Records from a collection:
__________________________________________________
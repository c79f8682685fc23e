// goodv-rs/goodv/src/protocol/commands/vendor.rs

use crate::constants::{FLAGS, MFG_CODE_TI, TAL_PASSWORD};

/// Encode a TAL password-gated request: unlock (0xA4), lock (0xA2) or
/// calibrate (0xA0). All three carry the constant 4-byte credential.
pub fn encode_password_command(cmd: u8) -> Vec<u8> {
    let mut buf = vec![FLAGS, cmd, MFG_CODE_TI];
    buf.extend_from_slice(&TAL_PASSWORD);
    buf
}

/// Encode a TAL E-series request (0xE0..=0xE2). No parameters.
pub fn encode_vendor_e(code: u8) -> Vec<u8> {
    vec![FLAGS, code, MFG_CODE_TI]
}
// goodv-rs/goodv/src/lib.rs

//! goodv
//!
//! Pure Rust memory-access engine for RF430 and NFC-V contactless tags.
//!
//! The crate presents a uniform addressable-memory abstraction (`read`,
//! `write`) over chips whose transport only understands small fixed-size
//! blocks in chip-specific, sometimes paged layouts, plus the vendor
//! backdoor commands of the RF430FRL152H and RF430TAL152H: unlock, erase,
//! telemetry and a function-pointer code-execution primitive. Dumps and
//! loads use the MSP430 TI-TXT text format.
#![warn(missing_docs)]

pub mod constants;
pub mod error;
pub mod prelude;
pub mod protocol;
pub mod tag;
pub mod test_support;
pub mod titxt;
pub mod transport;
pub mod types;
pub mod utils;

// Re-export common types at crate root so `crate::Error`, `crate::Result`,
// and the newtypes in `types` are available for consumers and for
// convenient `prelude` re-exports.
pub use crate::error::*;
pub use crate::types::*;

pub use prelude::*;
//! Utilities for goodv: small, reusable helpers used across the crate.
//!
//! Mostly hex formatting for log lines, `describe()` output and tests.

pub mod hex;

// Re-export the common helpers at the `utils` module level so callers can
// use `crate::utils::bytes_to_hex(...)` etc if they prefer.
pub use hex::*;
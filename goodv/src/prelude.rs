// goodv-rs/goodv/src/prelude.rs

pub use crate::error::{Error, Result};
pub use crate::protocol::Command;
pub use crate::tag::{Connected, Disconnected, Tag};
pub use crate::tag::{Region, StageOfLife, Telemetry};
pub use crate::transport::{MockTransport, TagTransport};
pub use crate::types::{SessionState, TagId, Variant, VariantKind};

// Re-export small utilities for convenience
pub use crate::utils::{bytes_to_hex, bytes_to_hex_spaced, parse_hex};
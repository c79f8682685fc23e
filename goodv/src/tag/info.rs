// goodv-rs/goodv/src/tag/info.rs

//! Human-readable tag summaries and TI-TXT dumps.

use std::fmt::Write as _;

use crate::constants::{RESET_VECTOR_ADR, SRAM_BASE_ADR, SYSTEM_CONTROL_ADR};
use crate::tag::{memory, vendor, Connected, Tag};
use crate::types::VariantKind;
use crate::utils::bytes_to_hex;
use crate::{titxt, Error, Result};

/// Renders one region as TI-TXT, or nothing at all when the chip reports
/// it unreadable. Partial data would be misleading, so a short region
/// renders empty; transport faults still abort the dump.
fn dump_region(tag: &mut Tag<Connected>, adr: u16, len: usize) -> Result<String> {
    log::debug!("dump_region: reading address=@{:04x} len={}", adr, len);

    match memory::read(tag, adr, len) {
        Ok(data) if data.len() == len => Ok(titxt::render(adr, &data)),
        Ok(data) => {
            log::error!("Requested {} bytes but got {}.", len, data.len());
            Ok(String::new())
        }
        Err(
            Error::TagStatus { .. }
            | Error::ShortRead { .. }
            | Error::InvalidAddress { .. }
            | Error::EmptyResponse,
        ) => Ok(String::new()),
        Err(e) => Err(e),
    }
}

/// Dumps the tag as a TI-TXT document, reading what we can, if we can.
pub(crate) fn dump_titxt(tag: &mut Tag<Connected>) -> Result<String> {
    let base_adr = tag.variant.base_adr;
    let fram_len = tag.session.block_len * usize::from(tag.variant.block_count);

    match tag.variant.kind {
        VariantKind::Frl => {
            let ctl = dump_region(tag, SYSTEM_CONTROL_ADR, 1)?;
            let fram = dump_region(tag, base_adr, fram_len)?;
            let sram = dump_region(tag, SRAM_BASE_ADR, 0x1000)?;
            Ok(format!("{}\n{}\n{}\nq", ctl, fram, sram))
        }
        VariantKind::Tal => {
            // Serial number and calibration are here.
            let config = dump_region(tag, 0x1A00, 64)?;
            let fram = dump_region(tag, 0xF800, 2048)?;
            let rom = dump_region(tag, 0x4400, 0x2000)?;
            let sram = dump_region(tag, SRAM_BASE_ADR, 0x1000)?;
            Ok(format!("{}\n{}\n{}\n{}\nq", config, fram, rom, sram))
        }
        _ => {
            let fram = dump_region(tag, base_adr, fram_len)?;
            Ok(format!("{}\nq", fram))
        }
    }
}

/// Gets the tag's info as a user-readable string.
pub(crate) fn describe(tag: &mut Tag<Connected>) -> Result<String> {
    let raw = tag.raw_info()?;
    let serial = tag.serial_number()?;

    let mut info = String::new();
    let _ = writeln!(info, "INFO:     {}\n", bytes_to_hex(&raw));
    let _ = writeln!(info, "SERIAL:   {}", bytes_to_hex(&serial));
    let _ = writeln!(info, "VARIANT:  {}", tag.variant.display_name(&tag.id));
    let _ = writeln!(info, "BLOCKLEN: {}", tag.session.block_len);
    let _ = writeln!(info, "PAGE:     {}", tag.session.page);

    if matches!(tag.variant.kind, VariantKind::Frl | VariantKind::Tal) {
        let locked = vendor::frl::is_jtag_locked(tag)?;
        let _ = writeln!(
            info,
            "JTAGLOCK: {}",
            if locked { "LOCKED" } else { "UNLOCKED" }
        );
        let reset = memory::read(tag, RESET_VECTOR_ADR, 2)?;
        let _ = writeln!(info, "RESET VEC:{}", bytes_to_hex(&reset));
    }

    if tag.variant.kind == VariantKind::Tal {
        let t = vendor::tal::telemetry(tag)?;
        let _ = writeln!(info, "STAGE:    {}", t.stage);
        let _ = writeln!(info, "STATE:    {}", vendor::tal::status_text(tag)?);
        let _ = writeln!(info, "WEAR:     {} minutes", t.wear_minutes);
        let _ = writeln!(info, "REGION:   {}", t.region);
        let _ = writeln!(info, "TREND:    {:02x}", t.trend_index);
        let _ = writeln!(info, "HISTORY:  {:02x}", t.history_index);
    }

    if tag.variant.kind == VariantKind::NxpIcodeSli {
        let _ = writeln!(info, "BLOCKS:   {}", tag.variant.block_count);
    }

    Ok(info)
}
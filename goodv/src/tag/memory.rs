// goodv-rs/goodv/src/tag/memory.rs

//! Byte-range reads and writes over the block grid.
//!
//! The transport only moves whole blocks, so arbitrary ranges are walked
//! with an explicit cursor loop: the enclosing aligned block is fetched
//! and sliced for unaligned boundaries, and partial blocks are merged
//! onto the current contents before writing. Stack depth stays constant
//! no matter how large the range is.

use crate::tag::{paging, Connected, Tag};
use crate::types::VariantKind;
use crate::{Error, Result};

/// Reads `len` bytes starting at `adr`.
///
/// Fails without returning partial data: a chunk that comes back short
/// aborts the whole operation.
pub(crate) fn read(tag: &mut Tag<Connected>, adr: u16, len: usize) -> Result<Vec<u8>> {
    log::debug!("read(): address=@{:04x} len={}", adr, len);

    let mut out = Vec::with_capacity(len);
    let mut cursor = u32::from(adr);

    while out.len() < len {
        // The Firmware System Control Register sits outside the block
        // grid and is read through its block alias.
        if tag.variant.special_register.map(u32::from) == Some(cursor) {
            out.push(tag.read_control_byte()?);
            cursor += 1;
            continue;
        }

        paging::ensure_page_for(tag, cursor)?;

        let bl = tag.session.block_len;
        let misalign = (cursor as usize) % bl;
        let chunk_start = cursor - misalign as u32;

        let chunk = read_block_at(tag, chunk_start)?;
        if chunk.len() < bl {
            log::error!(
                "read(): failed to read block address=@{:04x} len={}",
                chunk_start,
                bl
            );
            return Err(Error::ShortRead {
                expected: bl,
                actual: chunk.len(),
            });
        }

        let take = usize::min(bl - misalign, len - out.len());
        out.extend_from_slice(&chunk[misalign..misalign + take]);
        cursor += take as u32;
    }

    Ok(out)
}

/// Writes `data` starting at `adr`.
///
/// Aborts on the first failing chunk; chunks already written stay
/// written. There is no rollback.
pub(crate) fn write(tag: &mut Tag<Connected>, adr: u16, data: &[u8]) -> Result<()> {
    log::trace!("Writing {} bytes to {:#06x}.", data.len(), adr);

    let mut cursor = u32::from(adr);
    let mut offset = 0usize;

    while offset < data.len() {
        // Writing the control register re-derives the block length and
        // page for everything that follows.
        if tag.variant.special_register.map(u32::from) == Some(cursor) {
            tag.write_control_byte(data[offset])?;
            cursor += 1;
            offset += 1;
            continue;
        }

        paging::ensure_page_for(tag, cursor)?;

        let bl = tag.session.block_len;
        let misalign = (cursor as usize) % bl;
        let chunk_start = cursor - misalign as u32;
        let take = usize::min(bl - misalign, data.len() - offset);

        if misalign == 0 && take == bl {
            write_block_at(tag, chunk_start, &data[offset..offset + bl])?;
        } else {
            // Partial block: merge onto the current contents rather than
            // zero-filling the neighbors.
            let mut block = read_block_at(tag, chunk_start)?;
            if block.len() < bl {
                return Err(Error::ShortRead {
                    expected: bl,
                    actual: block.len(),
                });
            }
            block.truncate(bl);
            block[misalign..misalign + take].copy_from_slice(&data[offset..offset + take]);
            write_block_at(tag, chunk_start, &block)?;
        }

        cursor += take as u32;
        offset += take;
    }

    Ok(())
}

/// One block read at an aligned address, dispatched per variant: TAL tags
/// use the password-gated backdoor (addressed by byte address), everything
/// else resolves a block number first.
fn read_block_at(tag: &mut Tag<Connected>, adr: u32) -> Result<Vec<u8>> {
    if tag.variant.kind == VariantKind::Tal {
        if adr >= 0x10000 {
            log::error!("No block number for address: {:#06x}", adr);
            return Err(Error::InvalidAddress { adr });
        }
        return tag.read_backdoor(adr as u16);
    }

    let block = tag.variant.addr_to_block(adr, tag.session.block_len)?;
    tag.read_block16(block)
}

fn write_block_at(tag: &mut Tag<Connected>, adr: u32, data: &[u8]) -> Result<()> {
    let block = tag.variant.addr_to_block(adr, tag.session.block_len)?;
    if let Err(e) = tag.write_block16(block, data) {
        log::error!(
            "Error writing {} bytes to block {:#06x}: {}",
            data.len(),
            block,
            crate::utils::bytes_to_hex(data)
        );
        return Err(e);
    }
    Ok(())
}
__________________________________________________
**Problem details:** From the records above, reproduce exactly the lines from the one with "if block.len() <" to the one with "variant: TAL tags", both included, and no others.

**Answer space:**
            if block.len() < bl {
                return Err(Error::ShortRead {
                    expected: bl,
                    actual: block.len(),
                });
            }
            block.truncate(bl);
            block[misalign..misalign + take].copy_from_slice(&data[offset..offset + take]);
            write_block_at(tag, chunk_start, &block)?;
        }

        cursor += take as u32;
        offset += take;
    }

    Ok(())
}

/// One block read at an aligned address, dispatched per variant: TAL tags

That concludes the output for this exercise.